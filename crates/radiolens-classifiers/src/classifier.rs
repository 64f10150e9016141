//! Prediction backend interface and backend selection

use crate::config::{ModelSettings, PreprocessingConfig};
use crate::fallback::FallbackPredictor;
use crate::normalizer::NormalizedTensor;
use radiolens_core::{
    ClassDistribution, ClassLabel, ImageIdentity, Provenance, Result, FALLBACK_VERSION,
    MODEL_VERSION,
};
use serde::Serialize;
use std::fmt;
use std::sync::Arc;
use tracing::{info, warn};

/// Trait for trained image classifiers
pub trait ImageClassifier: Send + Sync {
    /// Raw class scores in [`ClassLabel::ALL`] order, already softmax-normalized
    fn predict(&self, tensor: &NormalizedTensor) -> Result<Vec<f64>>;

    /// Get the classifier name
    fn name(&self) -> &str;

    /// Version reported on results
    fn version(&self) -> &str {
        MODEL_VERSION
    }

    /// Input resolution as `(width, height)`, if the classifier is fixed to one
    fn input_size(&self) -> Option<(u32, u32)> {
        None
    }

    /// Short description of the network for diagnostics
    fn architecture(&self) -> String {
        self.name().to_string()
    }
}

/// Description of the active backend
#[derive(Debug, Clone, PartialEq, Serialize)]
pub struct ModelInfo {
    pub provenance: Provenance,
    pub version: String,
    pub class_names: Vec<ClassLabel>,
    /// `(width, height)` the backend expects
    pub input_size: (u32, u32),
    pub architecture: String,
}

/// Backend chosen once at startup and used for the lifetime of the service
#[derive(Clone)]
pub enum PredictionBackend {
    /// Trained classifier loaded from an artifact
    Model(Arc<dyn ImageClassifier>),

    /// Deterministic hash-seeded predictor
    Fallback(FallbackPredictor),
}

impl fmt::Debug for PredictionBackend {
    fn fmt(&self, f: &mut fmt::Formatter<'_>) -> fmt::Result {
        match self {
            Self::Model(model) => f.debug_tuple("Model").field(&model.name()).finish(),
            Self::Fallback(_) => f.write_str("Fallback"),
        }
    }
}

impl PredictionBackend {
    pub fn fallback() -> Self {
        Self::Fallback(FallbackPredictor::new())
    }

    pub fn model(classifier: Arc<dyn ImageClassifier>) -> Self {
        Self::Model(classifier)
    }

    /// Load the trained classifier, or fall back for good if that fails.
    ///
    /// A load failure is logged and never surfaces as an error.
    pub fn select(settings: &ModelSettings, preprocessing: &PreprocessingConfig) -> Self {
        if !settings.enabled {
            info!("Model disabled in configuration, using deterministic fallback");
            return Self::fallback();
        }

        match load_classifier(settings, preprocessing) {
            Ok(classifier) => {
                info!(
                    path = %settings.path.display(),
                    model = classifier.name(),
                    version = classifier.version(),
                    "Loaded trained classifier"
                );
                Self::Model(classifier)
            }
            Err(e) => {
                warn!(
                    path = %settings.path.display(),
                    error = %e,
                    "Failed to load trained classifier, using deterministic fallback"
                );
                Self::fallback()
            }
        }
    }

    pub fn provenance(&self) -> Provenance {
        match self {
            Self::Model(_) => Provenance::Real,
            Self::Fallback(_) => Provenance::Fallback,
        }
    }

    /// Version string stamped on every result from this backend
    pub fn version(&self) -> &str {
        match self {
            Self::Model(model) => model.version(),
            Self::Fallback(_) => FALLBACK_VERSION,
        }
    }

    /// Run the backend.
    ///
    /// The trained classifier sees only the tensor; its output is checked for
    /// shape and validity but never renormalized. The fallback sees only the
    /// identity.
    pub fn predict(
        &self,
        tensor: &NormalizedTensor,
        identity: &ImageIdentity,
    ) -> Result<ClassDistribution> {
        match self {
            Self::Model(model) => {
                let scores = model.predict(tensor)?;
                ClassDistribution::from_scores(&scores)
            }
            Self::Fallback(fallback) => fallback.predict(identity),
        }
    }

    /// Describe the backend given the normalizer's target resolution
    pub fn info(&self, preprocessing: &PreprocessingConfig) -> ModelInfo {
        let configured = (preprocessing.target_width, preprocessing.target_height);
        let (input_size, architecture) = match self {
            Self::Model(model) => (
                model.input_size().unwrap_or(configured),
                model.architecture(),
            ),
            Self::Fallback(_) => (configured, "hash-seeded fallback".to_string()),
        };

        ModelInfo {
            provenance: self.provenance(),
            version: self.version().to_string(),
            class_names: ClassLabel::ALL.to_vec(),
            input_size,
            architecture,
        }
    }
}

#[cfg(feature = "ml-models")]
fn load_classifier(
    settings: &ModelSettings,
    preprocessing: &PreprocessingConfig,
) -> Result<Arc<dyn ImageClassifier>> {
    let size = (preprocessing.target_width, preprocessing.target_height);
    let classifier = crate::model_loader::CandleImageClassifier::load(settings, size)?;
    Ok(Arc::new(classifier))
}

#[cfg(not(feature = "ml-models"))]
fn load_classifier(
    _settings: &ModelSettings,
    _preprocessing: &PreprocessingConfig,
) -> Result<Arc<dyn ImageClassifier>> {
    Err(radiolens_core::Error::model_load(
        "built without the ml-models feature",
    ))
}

* [Problem description]: Could you write out all of the entries precisely as they stand?

* [Exercise response]:
filename crates/radiolens-classifiers/src/classifier.rs
repository 64f10150e9016141
//! Prediction backend interface and backend selection

use crate::config::{ModelSettings, PreprocessingConfig};
use crate::fallback::FallbackPredictor;
use crate::normalizer::NormalizedTensor;
use radiolens_core::{
    ClassDistribution, ClassLabel, ImageIdentity, Provenance, Result, FALLBACK_VERSION,
    MODEL_VERSION,
};
use serde::Serialize;
use std::fmt;
use std::sync::Arc;
use tracing::{info, warn};

/// Trait for trained image classifiers
pub trait ImageClassifier: Send + Sync {
    /// Raw class scores in [`ClassLabel::ALL`] order, already softmax-normalized
    fn predict(&self, tensor: &NormalizedTensor) -> Result<Vec<f64>>;

    /// Get the classifier name
    fn name(&self) -> &str;

    /// Version reported on results
    fn version(&self) -> &str {
        MODEL_VERSION
    }

    /// Input resolution as `(width, height)`, if the classifier is fixed to one
    fn input_size(&self) -> Option<(u32, u32)> {
        None
    }

    /// Short description of the network for diagnostics
    fn architecture(&self) -> String {
        self.name().to_string()
    }
}

/// Description of the active backend
#[derive(Debug, Clone, PartialEq, Serialize)]
pub struct ModelInfo {
    pub provenance: Provenance,
    pub version: String,
    pub class_names: Vec<ClassLabel>,
    /// `(width, height)` the backend expects
    pub input_size: (u32, u32),
    pub architecture: String,
}

/// Backend chosen once at startup and used for the lifetime of the service
#[derive(Clone)]
pub enum PredictionBackend {
    /// Trained classifier loaded from an artifact
    Model(Arc<dyn ImageClassifier>),

    /// Deterministic hash-seeded predictor
    Fallback(FallbackPredictor),
}

impl fmt::Debug for PredictionBackend {
    fn fmt(&self, f: &mut fmt::Formatter<'_>) -> fmt::Result {
        match self {
            Self::Model(model) => f.debug_tuple("Model").field(&model.name()).finish(),
            Self::Fallback(_) => f.write_str("Fallback"),
        }
    }
}

impl PredictionBackend {
    pub fn fallback() -> Self {
        Self::Fallback(FallbackPredictor::new())
    }

    pub fn model(classifier: Arc<dyn ImageClassifier>) -> Self {
        Self::Model(classifier)
    }

    /// Load the trained classifier, or fall back for good if that fails.
    ///
    /// A load failure is logged and never surfaces as an error.
    pub fn select(settings: &ModelSettings, preprocessing: &PreprocessingConfig) -> Self {
        if !settings.enabled {
            info!("Model disabled in configuration, using deterministic fallback");
            return Self::fallback();
        }

        match load_classifier(settings, preprocessing) {
            Ok(classifier) => {
                info!(
                    path = %settings.path.display(),
                    model = classifier.name(),
                    version = classifier.version(),
                    "Loaded trained classifier"
                );
                Self::Model(classifier)
            }
            Err(e) => {
                warn!(
                    path = %settings.path.display(),
                    error = %e,
                    "Failed to load trained classifier, using deterministic fallback"
                );
                Self::fallback()
            }
        }
    }

    pub fn provenance(&self) -> Provenance {
        match self {
            Self::Model(_) => Provenance::Real,
            Self::Fallback(_) => Provenance::Fallback,
        }
    }

    /// Version string stamped on every result from this backend
    pub fn version(&self) -> &str {
        match self {
            Self::Model(model) => model.version(),
            Self::Fallback(_) => FALLBACK_VERSION,
        }
    }

    /// Run the backend.
    ///
    /// The trained classifier sees only the tensor; its output is checked for
    /// shape and validity but never renormalized. The fallback sees only the
    /// identity.
    pub fn predict(
        &self,
        tensor: &NormalizedTensor,
        identity: &ImageIdentity,
    ) -> Result<ClassDistribution> {
        match self {
            Self::Model(model) => {
                let scores = model.predict(tensor)?;
                ClassDistribution::from_scores(&scores)
            }
            Self::Fallback(fallback) => fallback.predict(identity),
        }
    }

    /// Describe the backend given the normalizer's target resolution
    pub fn info(&self, preprocessing: &PreprocessingConfig) -> ModelInfo {
        let configured = (preprocessing.target_width, preprocessing.target_height);
        let (input_size, architecture) = match self {
            Self::Model(model) => (
                model.input_size().unwrap_or(configured),
                model.architecture(),
            ),
            Self::Fallback(_) => (configured, "hash-seeded fallback".to_string()),
        };

        ModelInfo {
            provenance: self.provenance(),
            version: self.version().to_string(),
            class_names: ClassLabel::ALL.to_vec(),
            input_size,
            architecture,
        }
    }
}

#[cfg(feature = "ml-models")]
fn load_classifier(
    settings: &ModelSettings,
    preprocessing: &PreprocessingConfig,
) -> Result<Arc<dyn ImageClassifier>> {
    let size = (preprocessing.target_width, preprocessing.target_height);
    let classifier = crate::model_loader::CandleImageClassifier::load(settings, size)?;
    Ok(Arc::new(classifier))
}

#[cfg(not(feature = "ml-models"))]
fn load_classifier(
    _settings: &ModelSettings,
    _preprocessing: &PreprocessingConfig,
) -> Result<Arc<dyn ImageClassifier>> {
    Err(radiolens_core::Error::model_load(
        "built without the ml-models feature",
    ))
}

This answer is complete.